A key advantage of deep ensembles is their ability to quantify model uncertainty, specifically epistemic uncertainty, which is learned from the variability of predictions across the ensemble. To evaluate DEGU’s ability to quantify this type of uncertainty, we compared the standard deviation of predictions from the teacher ensemble with the predicted standard deviation from the DEGU-distilled student models. Surprisingly, the epistemic uncertainty estimates from the distilled student models were strongly correlated with the variation observed across the teacher ensemble’s predictions, suggesting that DEGU distillation effectively captures epistemic uncertainty (Fig. 5a, Supplementary Fig. 8a, Supplementary Fig. 9). We repeated this analysis using log-variance as the measure of variation and observed similar results (Supplementary Fig. 10).

Figure 5.

Figure 5.

Performance comparison of uncertainty estimates. (a,b) Predictive performance for (a) epistemic and (b) aleatoric uncertainty output heads of models trained with standard training (blue), DEGU-distillation (orange), and the teacher ensemble (green), trained on subsets of randomly downsampled training data. Markers represent the average Pearson’s r across n = 10 models with different random initializations and shaded region indicates 95% confidence interval. Results are shown for the Dev epistemic uncertainty output head of DEGU-distilled DeepSTARR and the uncertainty output heads of ResidualBind models trained on K562 lentiMPRA data. (c,d) Scatter plots of (c) prediction interval coverage probability and (d) predictive accuracy versus average interval size for different methods for quantifying epistemic uncertainty (left) and aleatoric uncertainty (right). Uncertainty quantification methods are based on ResidualBind model trained on K562 lentiMPRA data. Red dashed line indicates calibration with a 95% interval coverage probability. Each uncertainty quantification method is represented by n = 10 dots, each indicating a model with different initializations, with the exception of deep ensemble (n = 1).

However, relying solely on epistemic uncertainty can lead to overconfident and potentially incorrect predictions [26], as it does not capture the full spectrum of predictive uncertainty. DEGU addresses this limitation by training models to also predict aleatoric uncertainty, which is estimated from the variability across experimental replicates (when sufficient replicates are available). We demonstrated this approach using the lentiMPRA [23] and ATAC-seq profile datasets, both of which had three experimental replicates. We assessed the performance of our models’ aleatoric uncertainty predictions using Pearson’s r and found that predicting aleatoric uncertainty from sequence data remains challenging (Fig. 5b, Supplementary Figs. 8b and 1c), which is expected given that aleatoric uncertainty represents irreducible noise. While accurately predicting aleatoric uncertainty is difficult, ensuring that the predicted uncertainties are well-calibrated is more important.

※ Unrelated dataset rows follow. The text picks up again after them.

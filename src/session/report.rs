//! Serializable summaries of headless runs

use crate::game_of_life::RuleFamily;
use crate::world::World;
use serde::{Deserialize, Serialize};
use std::time::Duration;

/// Outcome of one headless run
#[derive(Debug, Clone, PartialEq, Serialize, Deserialize)]
pub struct RunReport {
    pub family: RuleFamily,
    /// Canonical rule string of `family`
    pub rule: String,
    pub columns: usize,
    pub rows: usize,
    pub seed: u64,
    pub generations_requested: u64,
    pub generations_run: u64,
    pub initial_live_count: usize,
    pub final_live_count: usize,
    pub final_live_ratio: f64,
    pub max_age_seen: u32,
    /// Generation at which the grid died out or filled up
    pub settled_at: Option<u64>,
    #[serde(skip)]
    pub elapsed: Duration,
}

impl RunReport {
    pub(crate) fn from_world(
        world: &World,
        seed: u64,
        generations_requested: u64,
        initial_live_count: usize,
        settled_at: Option<u64>,
        elapsed: Duration,
    ) -> Self {
        let family = world.family();
        Self {
            family,
            rule: family.rule_string(),
            columns: world.columns(),
            rows: world.rows(),
            seed,
            generations_requested,
            generations_run: world.generation(),
            initial_live_count,
            final_live_count: world.live_count(),
            final_live_ratio: world.live_ratio(),
            max_age_seen: world.max_age_seen(),
            settled_at,
            elapsed,
        }
    }

    /// Whether the run ended in extinction
    pub fn died_out(&self) -> bool {
        self.settled_at.is_some() && self.final_live_count == 0
    }

    /// Whether the run ended with every cell alive
    pub fn saturated(&self) -> bool {
        self.settled_at.is_some() && self.final_live_count == self.columns * self.rows
    }

    /// Export as JSON
    pub fn to_json(&self) -> Result<String, serde_json::Error> {
        serde_json::to_string_pretty(self)
    }
}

To evaluate the reliability of DEGU’s uncertainty estimates, we performed an uncertainty calibration analysis using the prediction interval coverage probability. This metric measures how often the true target value for a given sequence (i.e., experimental values for regulatory activity) falls within the confidence interval estimated for the corresponding predicted values for activity and uncertainty. Ideally, a well-calibrated model would achieve a coverage probability equal to the confidence interval percentage (95% in this analysis; see Methods), while minimizing the size of the interval.

We benchmarked the calibration of uncertainty estimates from models trained with DEGU against various other uncertainty quantification strategies, including those that capture epistemic uncertainty, such as Monte Carlo Dropout (MCDropout) [58] and deep ensembles, as well as methods for estimating aleatoric uncertainty, such as deep evidential regression [59] and heteroscedastic regression [60, 61]. Our results showed that methods accounting for aleatoric uncertainty, including DEGU’s aleatoric head and heteroscedastic regression, generally achieved better calibration with smaller average interval sizes. In contrast, methods relying solely on epistemic uncertainty (e.g., DEGU’s epistemic head or MCDropout) exhibited severe under-calibration (Fig. 5c, Supplementary Fig. 8c).

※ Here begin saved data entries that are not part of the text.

//! Screen geometry: field area, cell grid and the inverse point lookup

use crate::error::{WorldError, WorldResult};
use serde::{Deserialize, Serialize};

/// Cells larger than this get a grid outline drawn around them
pub const OUTLINE_MIN_CELL_SIZE: usize = 20;

/// How the screen is carved into a status bar and a grid of square cells.
///
/// The field is the screen minus a status bar along the bottom. Whatever does not
/// divide evenly into cells is the remainder, split evenly on both sides of the grid.
#[derive(Debug, Clone, Copy, PartialEq, Eq, Serialize, Deserialize)]
pub struct Layout {
    pub screen_width: usize,
    pub screen_height: usize,
    pub cell_size: usize,
    pub field_width: usize,
    pub field_height: usize,
    pub columns: usize,
    pub rows: usize,
    pub remainder_width: usize,
    pub remainder_height: usize,
}

impl Layout {
    pub fn new(
        screen_width: usize,
        screen_height: usize,
        cell_size: usize,
        status_bar_height: usize,
    ) -> WorldResult<Self> {
        let field_width = screen_width;
        let field_height = screen_height.saturating_sub(status_bar_height);
        let invalid = WorldError::InvalidLayout {
            field_width,
            field_height,
            cell_size,
        };

        if cell_size == 0 {
            return Err(invalid);
        }
        let columns = field_width / cell_size;
        let rows = field_height / cell_size;
        if columns == 0 || rows == 0 {
            return Err(invalid);
        }

        Ok(Self {
            screen_width,
            screen_height,
            cell_size,
            field_width,
            field_height,
            columns,
            rows,
            remainder_width: field_width - columns * cell_size,
            remainder_height: field_height - rows * cell_size,
        })
    }

    /// A layout with exactly `columns x rows` cells and no margins or status bar
    pub fn exact(columns: usize, rows: usize, cell_size: usize) -> WorldResult<Self> {
        Self::new(columns * cell_size, rows * cell_size, cell_size, 0)
    }

    pub fn cell_count(&self) -> usize {
        self.columns * self.rows
    }

    /// Top-left screen point of a cell
    pub fn cell_origin(&self, index: usize) -> (usize, usize) {
        let (x, y) = (index % self.columns, index / self.columns);
        (
            x * self.cell_size + self.remainder_width / 2,
            y * self.cell_size + self.remainder_height / 2,
        )
    }

    /// Cell under a screen point, `None` in the margins or the status bar
    pub fn cell_index_from_screen_point(&self, px: i64, py: i64) -> Option<usize> {
        let dx = px - (self.remainder_width / 2) as i64;
        let dy = py - (self.remainder_height / 2) as i64;
        if dx < 0 || dy < 0 {
            return None;
        }

        let x = dx as usize / self.cell_size;
        let y = dy as usize / self.cell_size;
        if x < self.columns && y < self.rows {
            Some(x + y * self.columns)
        } else {
            None
        }
    }

    /// Whether cells are large enough to be outlined
    pub fn draws_outlines(&self) -> bool {
        self.cell_size > OUTLINE_MIN_CELL_SIZE
    }

    /// Baseline of the status bar text
    pub fn status_y(&self) -> usize {
        self.field_height + 2
    }
}

#[cfg(test)]
mod tests {
    use super::*;

    #[test]
    fn test_default_screen_geometry() {
        let layout = Layout::new(1920, 1040, 6, 40).unwrap();
        assert_eq!(layout.field_height, 1000);
        assert_eq!(layout.columns, 320);
        assert_eq!(layout.rows, 166);
        assert_eq!(layout.remainder_width, 0);
        assert_eq!(layout.remainder_height, 4);
        assert_eq!(layout.cell_count(), 53_120);
    }

    #[test]
    fn test_point_lookup_inverts_origin() {
        let layout = Layout::new(103, 90, 10, 20).unwrap();
        assert_eq!((layout.columns, layout.rows), (10, 7));
        for index in [0, 9, 35, 69] {
            let (x, y) = layout.cell_origin(index);
            assert_eq!(layout.cell_index_from_screen_point(x as i64, y as i64), Some(index));
            assert_eq!(layout.cell_index_from_screen_point(x as i64 + 9, y as i64 + 9), Some(index));
        }
    }

    #[test]
    fn test_points_outside_grid() {
        let layout = Layout::new(103, 90, 10, 20).unwrap();
        // margins are 3 wide and 0 high, split 1 / 2
        assert_eq!(layout.cell_index_from_screen_point(0, 5), None);
        assert_eq!(layout.cell_index_from_screen_point(101, 5), None);
        assert_eq!(layout.cell_index_from_screen_point(-40, -40), None);
        // status bar
        assert_eq!(layout.cell_index_from_screen_point(50, 75), None);
        assert_eq!(layout.cell_index_from_screen_point(50, 69), Some(64));
    }

    #[test]
    fn test_rejects_degenerate_layouts() {
        assert!(Layout::new(100, 100, 0, 40).is_err());
        assert!(Layout::new(100, 30, 10, 40).is_err());
        assert!(Layout::new(5, 100, 10, 0).is_err());
    }

    #[test]
    fn test_outlines_only_for_large_cells() {
        assert!(!Layout::exact(4, 4, 20).unwrap().draws_outlines());
        assert!(Layout::exact(4, 4, 21).unwrap().draws_outlines());
    }
}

We also observed a trade-off between predictive accuracy and uncertainty calibration across different methods (Fig. 5d, Supplementary Fig. 8d). Models trained with heteroscedastic regression were well-calibrated but had slightly lower predictive accuracy compared to distilled models. Conversely, distilled models achieved high predictive performance but with slightly worse uncertainty calibration with respect to total uncertainty (Fig. 4cd, Supplementary Fig. 8cd).

Since ResidualBind models trained with heteroscedastic loss produced better-calibrated estimates of aleatoric uncertainty compared to models that predicted aleatoric uncertainty based on replicate-level variation but yielded lower predictive performance for sequence activity, we next investigated whether applying DEGU distillation to models trained with a heteroscedastic regression loss could close this performance gap. However, this approach did not fully bridge the gap between heteroscedastic regression and DEGU (Supplementary Fig. 11).

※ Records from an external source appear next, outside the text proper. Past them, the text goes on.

//! Birth/survival rule families and their transition tables

use itertools::Itertools;
use serde::{Deserialize, Serialize};
use std::fmt;
use std::str::FromStr;

/// Number of entries in a transition table (neighbour counts 0 to 8)
pub const TABLE_SIZE: usize = 9;

/// What happens to a cell for one neighbour count
#[derive(Debug, Clone, Copy, PartialEq, Eq, Hash, Serialize, Deserialize)]
pub enum Transition {
    /// Dead next generation
    Perish,
    /// Keeps its state: survives if alive, stays dead if dead
    Rest,
    /// Alive next generation
    Wake,
    /// Born if dead, dies if alive
    Flip,
}

impl Transition {
    #[inline]
    pub fn apply(self, alive: bool) -> bool {
        match self {
            Transition::Perish => false,
            Transition::Rest => alive,
            Transition::Wake => true,
            Transition::Flip => !alive,
        }
    }

    /// Single-letter code used in rule listings
    pub fn code(self) -> char {
        match self {
            Transition::Perish => 'P',
            Transition::Rest => 'R',
            Transition::Wake => 'W',
            Transition::Flip => 'F',
        }
    }

    fn from_membership(born: bool, survives: bool) -> Self {
        match (born, survives) {
            (true, true) => Transition::Wake,
            (true, false) => Transition::Flip,
            (false, true) => Transition::Rest,
            (false, false) => Transition::Perish,
        }
    }
}

/// The twelve supported rule families, in mode-selection order
#[derive(Debug, Clone, Copy, Default, PartialEq, Eq, Hash, Serialize, Deserialize)]
#[serde(rename_all = "snake_case")]
pub enum RuleFamily {
    #[default]
    Conway,
    Replicator,
    Seeds,
    #[serde(rename = "b25_s4")]
    B25S4,
    LifeWithoutDeath,
    #[serde(rename = "34_life")]
    ThreeFourLife,
    Diamoeba,
    #[serde(rename = "2x2")]
    TwoByTwo,
    HighLife,
    DayAndNight,
    Morley,
    Anneal,
}

impl RuleFamily {
    pub const COUNT: usize = 12;

    pub const ALL: [RuleFamily; Self::COUNT] = [
        RuleFamily::Conway,
        RuleFamily::Replicator,
        RuleFamily::Seeds,
        RuleFamily::B25S4,
        RuleFamily::LifeWithoutDeath,
        RuleFamily::ThreeFourLife,
        RuleFamily::Diamoeba,
        RuleFamily::TwoByTwo,
        RuleFamily::HighLife,
        RuleFamily::DayAndNight,
        RuleFamily::Morley,
        RuleFamily::Anneal,
    ];

    /// Position in the mode-selection cycle
    pub fn index(self) -> usize {
        self as usize
    }

    /// Family at a cycle position; wraps modulo the family count
    pub fn from_index(index: usize) -> Self {
        Self::ALL[index % Self::COUNT]
    }

    /// Step through the cycle, wrapping in both directions
    pub fn step(self, delta: i32) -> Self {
        let count = Self::COUNT as i64;
        let next = (self.index() as i64 + delta as i64).rem_euclid(count);
        Self::ALL[next as usize]
    }

    /// Short name shown in the status bar
    pub fn display_name(self) -> &'static str {
        match self {
            RuleFamily::Conway => "CONWAY",
            RuleFamily::Replicator => "Replicator",
            RuleFamily::Seeds => "Seeds",
            RuleFamily::B25S4 => "B25_S4",
            RuleFamily::LifeWithoutDeath => "Life_without_death",
            RuleFamily::ThreeFourLife => "34_Life",
            RuleFamily::Diamoeba => "Diamoeba",
            RuleFamily::TwoByTwo => "2x2",
            RuleFamily::HighLife => "HighLife",
            RuleFamily::DayAndNight => "Day_Night",
            RuleFamily::Morley => "Morley",
            RuleFamily::Anneal => "Anneal",
        }
    }

    /// Neighbour counts at which a dead cell is born
    pub fn birth_counts(self) -> &'static [u8] {
        match self {
            RuleFamily::Conway => &[3],
            RuleFamily::Replicator => &[1, 3, 5, 7],
            RuleFamily::Seeds => &[2],
            RuleFamily::B25S4 => &[2, 5],
            RuleFamily::LifeWithoutDeath => &[3],
            RuleFamily::ThreeFourLife => &[3, 4],
            RuleFamily::Diamoeba => &[3, 5, 6, 7, 8],
            RuleFamily::TwoByTwo => &[3, 6],
            RuleFamily::HighLife => &[3, 6],
            RuleFamily::DayAndNight => &[3, 6, 7, 8],
            RuleFamily::Morley => &[3, 6, 8],
            RuleFamily::Anneal => &[4, 6, 7, 8],
        }
    }

    /// Neighbour counts at which a live cell survives
    pub fn survival_counts(self) -> &'static [u8] {
        match self {
            RuleFamily::Conway => &[2, 3],
            RuleFamily::Replicator => &[1, 3, 5, 7],
            RuleFamily::Seeds => &[],
            RuleFamily::B25S4 => &[4],
            RuleFamily::LifeWithoutDeath => &[0, 1, 2, 3, 4, 5, 6, 7, 8],
            RuleFamily::ThreeFourLife => &[3, 4],
            RuleFamily::Diamoeba => &[5, 6, 7, 8],
            RuleFamily::TwoByTwo => &[1, 2, 5],
            RuleFamily::HighLife => &[2, 3],
            RuleFamily::DayAndNight => &[3, 4, 6, 7, 8],
            RuleFamily::Morley => &[2, 4, 5],
            RuleFamily::Anneal => &[3, 5, 6, 7, 8],
        }
    }

    /// Canonical rule string, e.g. `B3/S23`
    pub fn rule_string(self) -> String {
        format!(
            "B{}/S{}",
            self.birth_counts().iter().join(""),
            self.survival_counts().iter().join("")
        )
    }
}

impl fmt::Display for RuleFamily {
    fn fmt(&self, f: &mut fmt::Formatter<'_>) -> fmt::Result {
        write!(f, "{} ({})", self.display_name(), self.rule_string())
    }
}

impl FromStr for RuleFamily {
    type Err = anyhow::Error;

    /// Accepts a cycle index, a display name or a canonical rule string
    fn from_str(s: &str) -> Result<Self, Self::Err> {
        let wanted = s.trim();
        if let Ok(index) = wanted.parse::<usize>() {
            if index < Self::COUNT {
                return Ok(Self::from_index(index));
            }
            anyhow::bail!("Rule family index {} out of range 0-{}", index, Self::COUNT - 1);
        }

        Self::ALL
            .iter()
            .copied()
            .find(|family| {
                family.display_name().eq_ignore_ascii_case(wanted)
                    || family.rule_string().eq_ignore_ascii_case(wanted)
            })
            .ok_or_else(|| anyhow::anyhow!("Unknown rule family: {}", wanted))
    }
}

/// The active nine-entry transition table
#[derive(Debug, Clone, Copy, PartialEq, Eq)]
pub struct RuleTable {
    family: RuleFamily,
    transitions: [Transition; TABLE_SIZE],
}

impl RuleTable {
    /// Build the table for a rule family
    pub fn select(family: RuleFamily) -> Self {
        let births = family.birth_counts();
        let survivals = family.survival_counts();
        let mut transitions = [Transition::Perish; TABLE_SIZE];
        for (count, slot) in transitions.iter_mut().enumerate() {
            let count = count as u8;
            *slot = Transition::from_membership(births.contains(&count), survivals.contains(&count));
        }
        Self { family, transitions }
    }

    pub fn family(&self) -> RuleFamily {
        self.family
    }

    pub fn transitions(&self) -> &[Transition; TABLE_SIZE] {
        &self.transitions
    }

    /// Next state of a cell with `neighbour_count` live neighbours
    #[inline]
    pub fn apply(&self, neighbour_count: u8, alive: bool) -> bool {
        self.transitions[neighbour_count as usize].apply(alive)
    }

    /// Compact listing such as `PPRWPPPPP`
    pub fn codes(&self) -> String {
        self.transitions.iter().map(|t| t.code()).collect()
    }
}

impl Default for RuleTable {
    fn default() -> Self {
        Self::select(RuleFamily::Conway)
    }
}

To improve calibration, we applied conformal prediction [6264] to the uncertainty estimates, which ensures guaranteed coverage under minimal assumptions of data exchangeability. This resulted in nearly perfect calibration for all uncertainty quantification methods evaluated (Fig. 5c, Supplementary Fig. 12), giving the distilled models the best overall performance, with high predictive accuracy and well-calibrated uncertainty estimates.

Uncertainty-aware zero-shot variant effect generalization

Uncertainty quantification offers a valuable tool for informed decision making, particularly in scenarios where the reliability of model predictions is unclear, such as single-nucleotide variant effect prediction. Previously, we demonstrated that data augmentations improved function approximation to the ensemble (Supplementary Fig. 5), suggesting potential for better generalization. To directly test this, we trained distilled ResidualBind models with dynamic augmentations on lentiMPRA data and evaluated their ability to predict single-nucleotide variant effects in matched cell types using experimental measurements from massively parallel reporter assays (MPRAs) [65, 66].

As expected, variant effect predictions from the distilled models generally showed stronger correlation with experimentally measured variant effects compared to models with standard training, with additional performance gains when distilled models were trained with data augmentations (Fig. 6a, Supplementary Fig. 13). Visual analysis indicated that aleatoric uncertainty predictions were greater in magnitude and more consistent across nucleotides at a given position, whereas epistemic uncertainty predictions exhibited greater variability across both nucleotides and positions (Fig. 6b). Further analysis revealed that aleatoric uncertainty was higher for variant effects close to zero, while epistemic uncertainty increased as activity levels moved further from zero (Supplementary Fig. 14).

Figure 6.

Figure 6.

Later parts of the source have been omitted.